[Records shown]
——————

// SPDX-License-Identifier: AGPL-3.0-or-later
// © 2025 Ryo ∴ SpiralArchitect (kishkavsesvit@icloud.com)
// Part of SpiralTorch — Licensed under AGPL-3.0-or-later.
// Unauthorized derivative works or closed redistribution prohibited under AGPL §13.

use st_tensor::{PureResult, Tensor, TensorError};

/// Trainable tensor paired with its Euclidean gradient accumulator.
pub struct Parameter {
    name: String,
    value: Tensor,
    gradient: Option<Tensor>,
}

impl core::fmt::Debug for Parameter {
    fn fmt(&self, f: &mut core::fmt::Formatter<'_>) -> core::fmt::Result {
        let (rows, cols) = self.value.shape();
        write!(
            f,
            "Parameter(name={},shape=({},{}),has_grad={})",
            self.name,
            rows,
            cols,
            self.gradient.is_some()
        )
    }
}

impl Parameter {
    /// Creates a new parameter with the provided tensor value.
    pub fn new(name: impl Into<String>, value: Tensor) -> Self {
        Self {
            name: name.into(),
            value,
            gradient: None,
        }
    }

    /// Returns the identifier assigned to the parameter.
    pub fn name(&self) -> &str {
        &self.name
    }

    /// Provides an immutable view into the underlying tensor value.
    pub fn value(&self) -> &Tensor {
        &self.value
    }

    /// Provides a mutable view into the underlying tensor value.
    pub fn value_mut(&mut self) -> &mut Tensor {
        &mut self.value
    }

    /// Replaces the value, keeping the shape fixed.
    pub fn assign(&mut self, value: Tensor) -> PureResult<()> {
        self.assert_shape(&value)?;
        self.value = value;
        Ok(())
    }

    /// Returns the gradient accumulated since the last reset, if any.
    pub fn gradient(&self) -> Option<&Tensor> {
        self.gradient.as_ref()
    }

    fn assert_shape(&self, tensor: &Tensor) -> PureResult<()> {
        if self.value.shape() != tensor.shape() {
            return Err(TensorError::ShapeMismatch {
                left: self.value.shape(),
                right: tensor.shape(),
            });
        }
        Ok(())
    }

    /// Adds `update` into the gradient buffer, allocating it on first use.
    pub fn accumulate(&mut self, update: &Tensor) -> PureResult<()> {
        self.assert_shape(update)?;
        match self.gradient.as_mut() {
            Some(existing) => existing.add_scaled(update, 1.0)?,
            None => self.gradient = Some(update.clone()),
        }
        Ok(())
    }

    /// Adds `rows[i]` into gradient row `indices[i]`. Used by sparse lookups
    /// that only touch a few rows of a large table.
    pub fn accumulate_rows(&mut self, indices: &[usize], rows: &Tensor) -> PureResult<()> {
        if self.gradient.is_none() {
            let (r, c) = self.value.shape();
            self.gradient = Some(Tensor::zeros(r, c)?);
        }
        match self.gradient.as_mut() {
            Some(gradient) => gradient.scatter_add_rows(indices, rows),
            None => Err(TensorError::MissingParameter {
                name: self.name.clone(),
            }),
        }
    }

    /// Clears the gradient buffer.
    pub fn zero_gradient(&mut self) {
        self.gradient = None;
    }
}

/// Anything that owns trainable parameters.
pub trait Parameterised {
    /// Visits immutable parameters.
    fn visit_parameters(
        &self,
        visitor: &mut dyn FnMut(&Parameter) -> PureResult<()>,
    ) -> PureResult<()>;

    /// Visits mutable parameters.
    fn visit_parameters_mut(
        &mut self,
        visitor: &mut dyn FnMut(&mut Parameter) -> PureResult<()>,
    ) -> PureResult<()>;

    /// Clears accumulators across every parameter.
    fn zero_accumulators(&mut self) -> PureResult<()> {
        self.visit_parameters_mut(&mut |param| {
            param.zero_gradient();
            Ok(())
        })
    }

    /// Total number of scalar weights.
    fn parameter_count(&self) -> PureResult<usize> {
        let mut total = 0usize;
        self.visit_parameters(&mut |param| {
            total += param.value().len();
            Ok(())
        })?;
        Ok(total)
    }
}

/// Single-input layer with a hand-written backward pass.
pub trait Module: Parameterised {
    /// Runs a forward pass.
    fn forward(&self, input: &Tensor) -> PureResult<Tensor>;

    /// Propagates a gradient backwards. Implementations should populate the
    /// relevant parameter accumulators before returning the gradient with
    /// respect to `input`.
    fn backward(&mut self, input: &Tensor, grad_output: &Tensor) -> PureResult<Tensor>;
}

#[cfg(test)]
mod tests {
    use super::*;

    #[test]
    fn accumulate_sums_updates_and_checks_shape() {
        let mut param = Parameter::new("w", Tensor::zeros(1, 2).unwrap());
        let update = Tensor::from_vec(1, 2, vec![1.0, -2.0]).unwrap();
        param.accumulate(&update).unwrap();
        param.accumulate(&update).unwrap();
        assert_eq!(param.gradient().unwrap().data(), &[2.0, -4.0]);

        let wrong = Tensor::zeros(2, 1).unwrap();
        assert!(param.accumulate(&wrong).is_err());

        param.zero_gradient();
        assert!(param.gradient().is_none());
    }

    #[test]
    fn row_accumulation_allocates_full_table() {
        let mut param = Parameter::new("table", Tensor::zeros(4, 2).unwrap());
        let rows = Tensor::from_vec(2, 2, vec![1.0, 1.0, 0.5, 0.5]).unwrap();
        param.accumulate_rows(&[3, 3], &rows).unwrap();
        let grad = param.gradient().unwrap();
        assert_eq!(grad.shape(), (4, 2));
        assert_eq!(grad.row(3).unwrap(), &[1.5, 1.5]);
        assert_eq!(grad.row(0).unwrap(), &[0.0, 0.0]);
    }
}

——————

[To do] Restate word for word only the lines above from the line containing "owns trainable parameters." to the line containing "should populate the", both of them included.

[Problem solution]
/// Anything that owns trainable parameters.
pub trait Parameterised {
    /// Visits immutable parameters.
    fn visit_parameters(
        &self,
        visitor: &mut dyn FnMut(&Parameter) -> PureResult<()>,
    ) -> PureResult<()>;

    /// Visits mutable parameters.
    fn visit_parameters_mut(
        &mut self,
        visitor: &mut dyn FnMut(&mut Parameter) -> PureResult<()>,
    ) -> PureResult<()>;

    /// Clears accumulators across every parameter.
    fn zero_accumulators(&mut self) -> PureResult<()> {
        self.visit_parameters_mut(&mut |param| {
            param.zero_gradient();
            Ok(())
        })
    }

    /// Total number of scalar weights.
    fn parameter_count(&self) -> PureResult<usize> {
        let mut total = 0usize;
        self.visit_parameters(&mut |param| {
            total += param.value().len();
            Ok(())
        })?;
        Ok(total)
    }
}

/// Single-input layer with a hand-written backward pass.
pub trait Module: Parameterised {
    /// Runs a forward pass.
    fn forward(&self, input: &Tensor) -> PureResult<Tensor>;

    /// Propagates a gradient backwards. Implementations should populate the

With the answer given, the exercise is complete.